DATASET EXCERPTS Block Start
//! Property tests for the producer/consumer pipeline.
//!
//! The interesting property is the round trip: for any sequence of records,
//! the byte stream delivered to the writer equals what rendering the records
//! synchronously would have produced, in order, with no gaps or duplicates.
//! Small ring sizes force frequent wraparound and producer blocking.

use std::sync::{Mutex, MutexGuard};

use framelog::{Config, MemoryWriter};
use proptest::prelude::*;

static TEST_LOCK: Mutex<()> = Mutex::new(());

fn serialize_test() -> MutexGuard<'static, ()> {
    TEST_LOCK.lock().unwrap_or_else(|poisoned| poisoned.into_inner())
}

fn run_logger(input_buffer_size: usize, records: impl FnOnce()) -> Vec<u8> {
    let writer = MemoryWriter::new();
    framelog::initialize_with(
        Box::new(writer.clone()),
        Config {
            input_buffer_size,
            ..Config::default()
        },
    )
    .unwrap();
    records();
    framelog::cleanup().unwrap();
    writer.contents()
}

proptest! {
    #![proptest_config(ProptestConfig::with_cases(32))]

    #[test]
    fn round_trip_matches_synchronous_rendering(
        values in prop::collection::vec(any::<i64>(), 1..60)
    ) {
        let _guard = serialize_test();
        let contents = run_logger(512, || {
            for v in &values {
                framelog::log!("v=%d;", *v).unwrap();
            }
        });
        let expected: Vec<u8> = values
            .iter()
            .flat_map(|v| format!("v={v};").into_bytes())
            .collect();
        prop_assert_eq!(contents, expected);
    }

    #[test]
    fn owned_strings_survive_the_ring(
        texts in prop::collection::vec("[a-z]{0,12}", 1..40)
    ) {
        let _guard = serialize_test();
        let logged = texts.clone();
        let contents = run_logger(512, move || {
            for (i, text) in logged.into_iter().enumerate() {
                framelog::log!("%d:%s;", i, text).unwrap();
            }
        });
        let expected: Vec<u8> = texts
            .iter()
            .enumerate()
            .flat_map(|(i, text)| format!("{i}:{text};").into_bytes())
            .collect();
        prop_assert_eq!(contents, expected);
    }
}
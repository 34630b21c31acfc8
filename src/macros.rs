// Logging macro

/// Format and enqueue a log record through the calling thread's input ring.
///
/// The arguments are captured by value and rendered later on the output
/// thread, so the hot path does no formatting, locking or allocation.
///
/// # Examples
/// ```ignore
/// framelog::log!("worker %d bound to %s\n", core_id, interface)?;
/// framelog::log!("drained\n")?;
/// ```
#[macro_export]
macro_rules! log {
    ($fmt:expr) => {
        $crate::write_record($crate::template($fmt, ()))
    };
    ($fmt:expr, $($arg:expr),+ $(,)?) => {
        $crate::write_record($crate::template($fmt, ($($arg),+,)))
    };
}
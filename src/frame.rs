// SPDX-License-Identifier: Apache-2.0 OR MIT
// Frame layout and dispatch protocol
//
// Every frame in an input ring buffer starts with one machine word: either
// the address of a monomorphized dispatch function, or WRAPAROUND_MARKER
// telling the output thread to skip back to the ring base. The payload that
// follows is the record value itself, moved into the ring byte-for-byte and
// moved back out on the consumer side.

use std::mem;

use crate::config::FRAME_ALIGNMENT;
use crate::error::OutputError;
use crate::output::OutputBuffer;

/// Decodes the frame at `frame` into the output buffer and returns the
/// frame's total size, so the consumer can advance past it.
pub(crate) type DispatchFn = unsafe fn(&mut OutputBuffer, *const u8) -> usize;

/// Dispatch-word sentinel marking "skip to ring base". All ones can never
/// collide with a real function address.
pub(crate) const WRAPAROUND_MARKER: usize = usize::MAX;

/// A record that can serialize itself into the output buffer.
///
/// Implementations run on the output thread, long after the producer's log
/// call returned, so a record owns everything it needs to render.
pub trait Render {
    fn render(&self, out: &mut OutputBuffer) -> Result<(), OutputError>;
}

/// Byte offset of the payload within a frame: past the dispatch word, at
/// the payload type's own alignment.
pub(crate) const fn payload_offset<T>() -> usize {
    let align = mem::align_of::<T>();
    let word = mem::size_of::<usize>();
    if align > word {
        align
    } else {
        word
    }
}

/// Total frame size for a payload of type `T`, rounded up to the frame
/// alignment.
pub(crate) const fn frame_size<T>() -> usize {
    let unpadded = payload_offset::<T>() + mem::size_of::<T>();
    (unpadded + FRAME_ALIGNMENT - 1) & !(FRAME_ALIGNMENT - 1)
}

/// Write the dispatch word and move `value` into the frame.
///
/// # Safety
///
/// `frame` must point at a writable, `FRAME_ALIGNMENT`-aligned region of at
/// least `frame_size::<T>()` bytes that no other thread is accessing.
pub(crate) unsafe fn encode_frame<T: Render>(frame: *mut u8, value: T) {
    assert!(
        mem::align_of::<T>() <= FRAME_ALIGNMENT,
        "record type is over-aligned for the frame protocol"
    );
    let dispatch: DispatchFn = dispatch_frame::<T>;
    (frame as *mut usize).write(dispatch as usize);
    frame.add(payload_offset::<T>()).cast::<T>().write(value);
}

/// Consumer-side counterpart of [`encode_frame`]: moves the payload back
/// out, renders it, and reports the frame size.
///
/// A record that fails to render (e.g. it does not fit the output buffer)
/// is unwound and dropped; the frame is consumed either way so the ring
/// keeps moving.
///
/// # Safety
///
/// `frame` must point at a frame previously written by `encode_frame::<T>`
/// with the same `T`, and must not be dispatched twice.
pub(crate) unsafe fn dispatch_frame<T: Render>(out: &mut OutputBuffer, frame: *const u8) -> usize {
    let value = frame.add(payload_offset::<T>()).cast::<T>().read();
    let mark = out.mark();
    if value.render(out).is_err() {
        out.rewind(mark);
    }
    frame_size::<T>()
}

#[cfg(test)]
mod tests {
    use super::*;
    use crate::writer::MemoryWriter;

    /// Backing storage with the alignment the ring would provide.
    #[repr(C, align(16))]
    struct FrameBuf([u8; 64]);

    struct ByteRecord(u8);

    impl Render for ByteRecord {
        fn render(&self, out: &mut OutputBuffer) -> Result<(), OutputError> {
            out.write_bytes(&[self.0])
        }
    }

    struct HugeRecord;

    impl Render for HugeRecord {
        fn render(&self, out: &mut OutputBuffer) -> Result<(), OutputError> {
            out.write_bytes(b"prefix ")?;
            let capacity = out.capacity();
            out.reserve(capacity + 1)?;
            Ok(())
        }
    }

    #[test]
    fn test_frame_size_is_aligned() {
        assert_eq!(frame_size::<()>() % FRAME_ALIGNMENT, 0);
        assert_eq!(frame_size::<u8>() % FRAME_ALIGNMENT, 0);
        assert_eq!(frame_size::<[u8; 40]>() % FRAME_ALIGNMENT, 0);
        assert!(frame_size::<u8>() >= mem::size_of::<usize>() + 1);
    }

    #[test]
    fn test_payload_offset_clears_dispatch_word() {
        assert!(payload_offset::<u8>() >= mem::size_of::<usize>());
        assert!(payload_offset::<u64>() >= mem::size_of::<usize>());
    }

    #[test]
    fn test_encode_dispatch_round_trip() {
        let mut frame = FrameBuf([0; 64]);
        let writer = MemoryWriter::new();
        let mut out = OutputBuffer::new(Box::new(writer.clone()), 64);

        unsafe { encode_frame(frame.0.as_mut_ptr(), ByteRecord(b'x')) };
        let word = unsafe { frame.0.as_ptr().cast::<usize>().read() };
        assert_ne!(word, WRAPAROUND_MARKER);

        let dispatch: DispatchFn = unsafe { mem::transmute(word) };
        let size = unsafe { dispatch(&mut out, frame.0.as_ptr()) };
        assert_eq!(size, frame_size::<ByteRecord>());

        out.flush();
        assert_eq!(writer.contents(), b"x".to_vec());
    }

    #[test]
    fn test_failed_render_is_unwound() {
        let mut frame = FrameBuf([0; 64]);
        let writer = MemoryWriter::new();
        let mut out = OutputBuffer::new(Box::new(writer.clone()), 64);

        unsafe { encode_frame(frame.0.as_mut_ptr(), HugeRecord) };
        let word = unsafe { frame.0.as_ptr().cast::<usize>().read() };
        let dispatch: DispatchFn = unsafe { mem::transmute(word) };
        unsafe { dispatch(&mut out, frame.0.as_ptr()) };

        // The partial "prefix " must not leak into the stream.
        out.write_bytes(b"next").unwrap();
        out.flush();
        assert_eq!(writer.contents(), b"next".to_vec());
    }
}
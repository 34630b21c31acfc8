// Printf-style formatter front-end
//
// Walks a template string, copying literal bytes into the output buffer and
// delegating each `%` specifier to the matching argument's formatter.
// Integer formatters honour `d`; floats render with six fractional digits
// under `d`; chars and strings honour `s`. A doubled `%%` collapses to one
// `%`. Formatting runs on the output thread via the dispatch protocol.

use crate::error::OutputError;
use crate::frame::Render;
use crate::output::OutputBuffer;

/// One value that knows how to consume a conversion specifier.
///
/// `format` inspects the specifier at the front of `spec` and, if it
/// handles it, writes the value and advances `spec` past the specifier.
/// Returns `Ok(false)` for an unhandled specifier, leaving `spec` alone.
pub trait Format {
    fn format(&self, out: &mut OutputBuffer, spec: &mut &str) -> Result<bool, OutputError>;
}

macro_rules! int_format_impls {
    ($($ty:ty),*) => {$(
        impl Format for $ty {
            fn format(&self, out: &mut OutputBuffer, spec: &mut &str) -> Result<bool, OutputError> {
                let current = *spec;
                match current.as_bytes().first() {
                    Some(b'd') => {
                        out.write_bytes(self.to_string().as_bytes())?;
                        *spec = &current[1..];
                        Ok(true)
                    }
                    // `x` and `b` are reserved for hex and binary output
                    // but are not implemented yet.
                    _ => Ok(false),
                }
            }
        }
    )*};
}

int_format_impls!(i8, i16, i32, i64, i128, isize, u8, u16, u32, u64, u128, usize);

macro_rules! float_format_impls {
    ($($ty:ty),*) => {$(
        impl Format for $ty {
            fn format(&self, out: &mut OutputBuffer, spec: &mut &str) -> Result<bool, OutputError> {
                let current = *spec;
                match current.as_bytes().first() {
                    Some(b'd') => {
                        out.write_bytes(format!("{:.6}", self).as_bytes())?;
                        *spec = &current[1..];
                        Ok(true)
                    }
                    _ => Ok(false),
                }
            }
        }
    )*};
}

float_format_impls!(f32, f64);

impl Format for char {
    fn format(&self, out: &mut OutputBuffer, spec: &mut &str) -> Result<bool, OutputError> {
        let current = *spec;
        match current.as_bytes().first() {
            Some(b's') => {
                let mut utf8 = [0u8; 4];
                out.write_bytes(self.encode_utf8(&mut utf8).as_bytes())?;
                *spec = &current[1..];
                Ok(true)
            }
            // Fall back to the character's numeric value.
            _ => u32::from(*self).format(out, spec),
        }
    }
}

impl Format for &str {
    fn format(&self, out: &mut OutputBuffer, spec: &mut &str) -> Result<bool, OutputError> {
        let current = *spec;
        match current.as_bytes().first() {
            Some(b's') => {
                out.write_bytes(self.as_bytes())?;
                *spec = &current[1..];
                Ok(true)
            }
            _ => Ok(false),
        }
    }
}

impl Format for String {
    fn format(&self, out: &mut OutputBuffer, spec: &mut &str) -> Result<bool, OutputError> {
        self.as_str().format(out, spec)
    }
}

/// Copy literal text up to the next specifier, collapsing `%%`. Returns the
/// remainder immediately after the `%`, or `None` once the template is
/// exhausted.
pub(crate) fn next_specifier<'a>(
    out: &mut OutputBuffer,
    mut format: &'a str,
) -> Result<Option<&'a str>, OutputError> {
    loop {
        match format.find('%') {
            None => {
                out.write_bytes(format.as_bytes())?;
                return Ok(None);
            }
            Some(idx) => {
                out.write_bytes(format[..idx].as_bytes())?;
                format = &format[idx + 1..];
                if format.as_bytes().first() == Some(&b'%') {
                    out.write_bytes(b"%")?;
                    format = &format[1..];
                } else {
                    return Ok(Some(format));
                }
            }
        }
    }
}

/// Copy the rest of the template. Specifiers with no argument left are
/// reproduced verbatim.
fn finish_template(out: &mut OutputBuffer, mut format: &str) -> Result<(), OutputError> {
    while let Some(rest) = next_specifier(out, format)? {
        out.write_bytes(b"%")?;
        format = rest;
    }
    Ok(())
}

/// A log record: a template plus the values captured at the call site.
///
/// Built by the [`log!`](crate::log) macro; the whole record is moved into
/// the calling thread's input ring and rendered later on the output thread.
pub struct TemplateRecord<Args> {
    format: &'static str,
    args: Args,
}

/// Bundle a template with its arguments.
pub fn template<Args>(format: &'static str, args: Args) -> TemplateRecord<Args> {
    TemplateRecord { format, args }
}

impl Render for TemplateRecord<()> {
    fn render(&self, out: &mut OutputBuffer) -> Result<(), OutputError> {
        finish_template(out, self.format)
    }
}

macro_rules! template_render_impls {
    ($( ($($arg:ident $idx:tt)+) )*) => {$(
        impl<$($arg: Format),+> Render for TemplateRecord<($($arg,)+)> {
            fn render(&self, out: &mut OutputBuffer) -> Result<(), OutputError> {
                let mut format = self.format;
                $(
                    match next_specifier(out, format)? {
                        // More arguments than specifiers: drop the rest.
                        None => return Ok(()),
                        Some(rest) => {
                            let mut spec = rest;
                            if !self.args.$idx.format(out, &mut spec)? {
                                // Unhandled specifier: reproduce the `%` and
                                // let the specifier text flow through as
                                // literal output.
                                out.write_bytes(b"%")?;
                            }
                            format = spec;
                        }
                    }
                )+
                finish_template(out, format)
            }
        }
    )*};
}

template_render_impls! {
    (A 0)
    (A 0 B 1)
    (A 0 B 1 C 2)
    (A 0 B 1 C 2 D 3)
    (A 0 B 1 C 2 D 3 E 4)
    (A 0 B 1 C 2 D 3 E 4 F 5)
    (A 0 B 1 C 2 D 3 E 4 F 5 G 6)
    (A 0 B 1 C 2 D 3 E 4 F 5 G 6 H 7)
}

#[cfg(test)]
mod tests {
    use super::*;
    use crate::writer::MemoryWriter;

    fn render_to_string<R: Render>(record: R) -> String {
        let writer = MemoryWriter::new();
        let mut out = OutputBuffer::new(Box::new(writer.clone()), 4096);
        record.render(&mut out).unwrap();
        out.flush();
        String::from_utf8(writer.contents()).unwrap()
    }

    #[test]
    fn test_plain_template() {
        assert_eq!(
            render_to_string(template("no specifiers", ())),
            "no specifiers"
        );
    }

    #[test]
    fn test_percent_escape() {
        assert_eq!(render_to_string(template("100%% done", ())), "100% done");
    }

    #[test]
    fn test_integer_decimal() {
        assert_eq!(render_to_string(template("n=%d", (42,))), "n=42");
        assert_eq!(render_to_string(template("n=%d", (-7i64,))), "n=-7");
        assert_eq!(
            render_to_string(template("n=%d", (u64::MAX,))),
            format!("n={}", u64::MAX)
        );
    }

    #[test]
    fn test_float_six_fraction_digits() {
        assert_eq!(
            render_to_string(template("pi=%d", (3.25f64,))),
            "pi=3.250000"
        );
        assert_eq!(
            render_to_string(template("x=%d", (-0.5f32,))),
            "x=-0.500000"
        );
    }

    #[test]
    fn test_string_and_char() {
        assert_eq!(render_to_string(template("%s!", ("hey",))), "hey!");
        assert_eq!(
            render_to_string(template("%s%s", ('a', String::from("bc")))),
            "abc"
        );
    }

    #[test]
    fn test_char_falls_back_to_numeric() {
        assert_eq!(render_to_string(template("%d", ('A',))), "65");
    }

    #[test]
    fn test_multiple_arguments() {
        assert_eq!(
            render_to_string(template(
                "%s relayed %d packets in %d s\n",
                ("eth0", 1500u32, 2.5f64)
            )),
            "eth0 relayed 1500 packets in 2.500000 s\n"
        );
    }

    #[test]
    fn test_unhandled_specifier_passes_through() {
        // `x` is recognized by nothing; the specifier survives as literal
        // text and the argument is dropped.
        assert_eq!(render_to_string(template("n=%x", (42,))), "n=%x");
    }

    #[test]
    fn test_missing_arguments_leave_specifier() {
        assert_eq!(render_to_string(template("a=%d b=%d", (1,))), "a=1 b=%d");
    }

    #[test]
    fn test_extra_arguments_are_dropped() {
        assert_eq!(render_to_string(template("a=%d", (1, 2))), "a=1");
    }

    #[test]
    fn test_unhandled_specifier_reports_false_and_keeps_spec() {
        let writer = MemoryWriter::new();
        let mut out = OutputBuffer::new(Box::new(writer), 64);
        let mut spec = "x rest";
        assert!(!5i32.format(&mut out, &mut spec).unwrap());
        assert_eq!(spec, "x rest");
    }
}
DATASET EXCERPTS Block End
ACTIVITY: When a line above contains the string "address", copy that line.

ANSWER BELOW:
// the address of a monomorphized dispatch function, or WRAPAROUND_MARKER
/// collide with a real function address.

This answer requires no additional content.